## REQUIRED WORK
Answer with a bare number: the count of lines in the data below that contain the word "ChatRequest".

*** INPUT DATA Section Begins ***

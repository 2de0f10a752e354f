use axum::{
    Json,
    http::StatusCode,
    response::{IntoResponse, Response},
};
use serde::Serialize;
use tracing::error;

/// Custom error type for the application
///
/// Upstream and internal failures keep their full detail for logging but are
/// reported to clients with a fixed message, so provider error strings never
/// leak through the API.
#[derive(Debug)]
pub enum AppError {
    InvalidRequest(String),
    ServiceUnavailable,
    Upstream(String),
    Internal(String),
}

/// Uniform error envelope returned by every endpoint
#[derive(Debug, Serialize)]
pub struct ErrorResponse {
    pub error: String,
    pub success: bool,
}

impl IntoResponse for AppError {
    fn into_response(self) -> Response {
        let (status, message) = match self {
            AppError::InvalidRequest(msg) => (StatusCode::BAD_REQUEST, msg),
            AppError::ServiceUnavailable => (
                StatusCode::INTERNAL_SERVER_ERROR,
                "AI API service not available".to_string(),
            ),
            AppError::Upstream(detail) => {
                error!("Completion provider error: {}", detail);
                (
                    StatusCode::INTERNAL_SERVER_ERROR,
                    "AI service error".to_string(),
                )
            }
            AppError::Internal(detail) => {
                error!("Internal server error: {}", detail);
                (
                    StatusCode::INTERNAL_SERVER_ERROR,
                    "Server error".to_string(),
                )
            }
        };

        let body = Json(ErrorResponse {
            error: message,
            success: false,
        });

        (status, body).into_response()
    }
}

impl From<String> for AppError {
    fn from(msg: String) -> Self {
        AppError::Internal(msg)
    }
}

/// Result type for application handlers
pub type AppResult<T> = Result<T, AppError>;
use serde::{Deserialize, Serialize};

/// Request payload for the chat endpoint
#[derive(Debug, Deserialize)]
pub struct ChatRequest {
    #[serde(default)]
    pub message: String,
}

/// Response payload for a successful chat completion
#[derive(Debug, Serialize)]
pub struct ChatResponse {
    pub response: String,
    pub success: bool,
}

/// Response payload for the health check endpoint
#[derive(Debug, Serialize)]
pub struct HealthResponse {
    pub status: String,
    pub groq_configured: bool,
}

impl ChatRequest {
    /// The user message with surrounding whitespace removed
    pub fn trimmed_message(&self) -> &str {
        self.message.trim()
    }
}

impl ChatResponse {
    pub fn new(response: String) -> Self {
        Self {
            response,
            success: true,
        }
    }
}

impl HealthResponse {
    pub fn new(groq_configured: bool) -> Self {
        Self {
            status: "healthy".to_string(),
            groq_configured,
        }
    }
}
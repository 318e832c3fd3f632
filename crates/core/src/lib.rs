//! Assembles the control plane's components behind one [`Engine`] facade and
//! owns the background escalation sweeper.

pub mod engine;

pub use engine::{spawn_escalation_sweeper, Engine};
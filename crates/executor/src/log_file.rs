//! Timestamped execution log file naming (§4.6 step 1).

use std::path::{Path, PathBuf};

use chrono::{DateTime, Utc};
use slb_common::RequestId;

/// `<log_dir>/<YYYYMMDD-HHMMSS>_<requestID[0:8]>.log`.
#[must_use]
pub fn log_file_path(log_dir: &Path, request_id: RequestId, now: DateTime<Utc>) -> PathBuf {
    let stamp = now.format("%Y%m%d-%H%M%S");
    let short_id = request_id.to_string().chars().take(8).collect::<String>();
    log_dir.join(format!("{stamp}_{short_id}.log"))
}
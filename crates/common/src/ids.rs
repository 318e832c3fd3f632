use std::fmt;

use serde::{Deserialize, Serialize};
use uuid::Uuid;

macro_rules! newtype_id {
    ($name:ident) => {
        #[derive(
            Debug, Clone, Copy, PartialEq, Eq, Hash, PartialOrd, Ord, Serialize, Deserialize,
        )]
        #[serde(transparent)]
        pub struct $name(pub Uuid);

        impl $name {
            #[must_use]
            pub fn new() -> Self {
                Self(Uuid::new_v4())
            }

            #[must_use]
            pub fn as_uuid(&self) -> Uuid {
                self.0
            }
        }

        impl Default for $name {
            fn default() -> Self {
                Self::new()
            }
        }

        impl fmt::Display for $name {
            fn fmt(&self, f: &mut fmt::Formatter<'_>) -> fmt::Result {
                write!(f, "{}", self.0)
            }
        }

        impl std::str::FromStr for $name {
            type Err = uuid::Error;

            fn from_str(s: &str) -> Result<Self, Self::Err> {
                Ok(Self(Uuid::parse_str(s)?))
            }
        }

        impl From<Uuid> for $name {
            fn from(id: Uuid) -> Self {
                Self(id)
            }
        }
    };
}

newtype_id!(SessionId);
newtype_id!(RequestId);
newtype_id!(ReviewId);
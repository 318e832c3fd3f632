use std::{collections::HashMap, sync::RwLock};

use regex::RegexSet;
use slb_common::RiskTier;
use thiserror::Error;

use crate::patterns::{self, PatternDef};

#[derive(Error, Debug)]
pub enum Error {
    #[error("invalid pattern {pattern:?}: {source}")]
    InvalidPattern {
        pattern: String,
        #[source]
        source: regex::Error,
    },
}

pub type Result<T> = std::result::Result<T, Error>;

/// Where a pattern entry came from.
#[derive(Debug, Clone, Copy, PartialEq, Eq)]
pub enum PatternSource {
    BuiltIn,
    Custom,
}

/// One compiled pattern within a tier.
#[derive(Debug, Clone)]
pub struct PatternEntry {
    pub pattern: String,
    pub description: String,
    pub source: PatternSource,
}

struct CompiledTier {
    set: RegexSet,
    entries: Vec<PatternEntry>,
}

impl CompiledTier {
    fn compile(entries: Vec<PatternEntry>) -> Result<Self> {
        let set = RegexSet::new(entries.iter().map(|e| case_insensitive(&e.pattern)))
            .map_err(|source| Error::InvalidPattern {
                pattern: entries
                    .iter()
                    .map(|e| e.pattern.as_str())
                    .collect::<Vec<_>>()
                    .join(", "),
                source,
            })?;
        Ok(Self { set, entries })
    }
}

fn case_insensitive(pattern: &str) -> String {
    if pattern.starts_with("(?i)") {
        pattern.to_string()
    } else {
        format!("(?i){pattern}")
    }
}

/// The live, mutable pattern set a [`crate::classify`] call is evaluated
/// against. Classification takes a read lock; `add`/`remove` take a write
/// lock. Classification must never mutate engine state (§5).
pub struct PatternEngine {
    tiers: RwLock<HashMap<RiskTier, CompiledTier>>,
}

impl PatternEngine {
    /// Build an engine seeded with the built-in pattern set (§4.2).
    pub fn new() -> Result<Self> {
        let mut tiers = HashMap::new();
        for tier in [
            RiskTier::Safe,
            RiskTier::Critical,
            RiskTier::Dangerous,
            RiskTier::Caution,
        ] {
            tiers.insert(tier, compile_builtin(tier)?);
        }
        Ok(Self {
            tiers: RwLock::new(tiers),
        })
    }

    /// Returns the indices of patterns in `tier` that match `segment`, in
    /// declaration order. Empty if the tier has no compiled patterns (never
    /// happens after [`PatternEngine::new`], but add/remove can clear one).
    pub(crate) fn matches(&self, tier: RiskTier, segment: &str) -> Vec<usize> {
        let guard = self.tiers.read().expect("pattern engine lock poisoned");
        match guard.get(&tier) {
            Some(compiled) => compiled.set.matches(segment).into_iter().collect(),
            None => Vec::new(),
        }
    }

    pub(crate) fn description_at(&self, tier: RiskTier, index: usize) -> Option<String> {
        let guard = self.tiers.read().expect("pattern engine lock poisoned");
        guard
            .get(&tier)
            .and_then(|c| c.entries.get(index))
            .map(|e| e.description.clone())
    }

    /// Add a custom pattern to `tier`. Returns an error if the regex is
    /// invalid.
    pub fn add(
        &self,
        tier: RiskTier,
        pattern: &str,
        description: &str,
        source: PatternSource,
    ) -> Result<()> {
        // Validate in isolation first so a bad pattern never corrupts the
        // existing compiled set.
        regex::Regex::new(&case_insensitive(pattern)).map_err(|source| Error::InvalidPattern {
            pattern: pattern.to_string(),
            source,
        })?;

        let mut guard = self.tiers.write().expect("pattern engine lock poisoned");
        let mut entries = guard
            .get(&tier)
            .map(|c| c.entries.clone())
            .unwrap_or_default();
        entries.push(PatternEntry {
            pattern: pattern.to_string(),
            description: description.to_string(),
            source,
        });
        guard.insert(tier, CompiledTier::compile(entries)?);
        Ok(())
    }

    /// Remove every entry in `tier` whose pattern string equals `pattern`.
    pub fn remove(&self, tier: RiskTier, pattern: &str) -> Result<()> {
        let mut guard = self.tiers.write().expect("pattern engine lock poisoned");
        let entries = guard
            .get(&tier)
            .map(|c| c.entries.clone())
            .unwrap_or_default();
        let retained: Vec<_> = entries.into_iter().filter(|e| e.pattern != pattern).collect();
        guard.insert(tier, CompiledTier::compile(retained)?);
        Ok(())
    }

    /// Snapshot of the current entries for `tier`, in declaration order.
    #[must_use]
    pub fn list(&self, tier: RiskTier) -> Vec<PatternEntry> {
        let guard = self.tiers.read().expect("pattern engine lock poisoned");
        guard.get(&tier).map(|c| c.entries.clone()).unwrap_or_default()
    }

    /// Snapshot of every tier's entries.
    #[must_use]
    pub fn list_all(&self) -> HashMap<RiskTier, Vec<PatternEntry>> {
        let guard = self.tiers.read().expect("pattern engine lock poisoned");
        guard
            .iter()
            .map(|(tier, compiled)| (*tier, compiled.entries.clone()))
            .collect()
    }
}

impl Default for PatternEngine {
    fn default() -> Self {
        Self::new().expect("built-in pattern set must compile")
    }
}

fn compile_builtin(tier: RiskTier) -> Result<CompiledTier> {
    let entries: Vec<PatternEntry> = defs_to_entries(patterns::defs_for(tier));
    CompiledTier::compile(entries)
}

fn defs_to_entries(defs: &[PatternDef]) -> Vec<PatternEntry> {
    defs.iter()
        .map(|(pattern, description)| PatternEntry {
            pattern: (*pattern).to_string(),
            description: (*description).to_string(),
            source: PatternSource::BuiltIn,
        })
        .collect()
}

*** INPUT DATA Section Ends ***

## SOLUTION TO THIS TASK
2